Ne è convinta la scrittrice britannica Jojo Tulloh, che a Londra ha appena presentato il libro “The Modern Peasant” (Il moderno coltivatore, nella foto la cover), edito da Chatto & Windus, riprendendo un libro di successo degli anni Ottanta della scrittrice Patience Gray, “Honey from a Weed” (Miele dalle erbacce). Scritto nel Salento, alla masseria “Spigolizzi”, dove ha vissuto oltre 30 anni con lo scultore Norman Mommens.
Nell’autunno scorso, col fotografo Jason Lowe, Jojo era stata in visita proprio nella masseria situata fra Salve e Presicce, nel Leccese, ospite di Nicolas Gray, figlio di Mommens, e la giornalista Maggie Armstrong, sulle tracce di Patience, che considera la sua “maestra” spirituale. Ecco le sue impressioni sulla gente del Salento, la natura, la cultura.

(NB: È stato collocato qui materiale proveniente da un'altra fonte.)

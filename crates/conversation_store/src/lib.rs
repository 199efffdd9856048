mod error;
mod model;
mod paths;
mod schema;
mod store;

pub use error::StoreError;
pub use model::{format_timestamp, parse_timestamp, Conversation, Message, Role};
pub use paths::{default_database_path, DATA_DIR, DATABASE_FILE};
pub use store::{ConversationStore, SqliteConversationStore};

Domanda: Quale misteriosa, ancestrale energia l’ha portata in una terra antica, colma di bellezza e tesori d’arte, abitata dai misteriosi Messapi?
Risposta: “Avevo letto e amato il libro di Patience Gray, Honey from a Weed, e ho sempre sentito una grande voglia di visitare la casa dove lei viveva con Norman sulla collina pietrosa. Lei ha descritto il luogo come un posto magico ed io ho voluto vederlo per me stessa. Di più, il libro mi ha spinto a chiedere come la gente può incorporare vecchi modi di fare le cose nella vita moderna ai fini di dare più significato alla vita. A Londra per caso ho rincontrato Katerina, nipote di Patience, e così ho potuto mettermi in contatto con Nick e Maggie e visitarli”.
D. Che cosa sapeva del Salento e qual è stata la prima impressione della natura e la gente che lo abita?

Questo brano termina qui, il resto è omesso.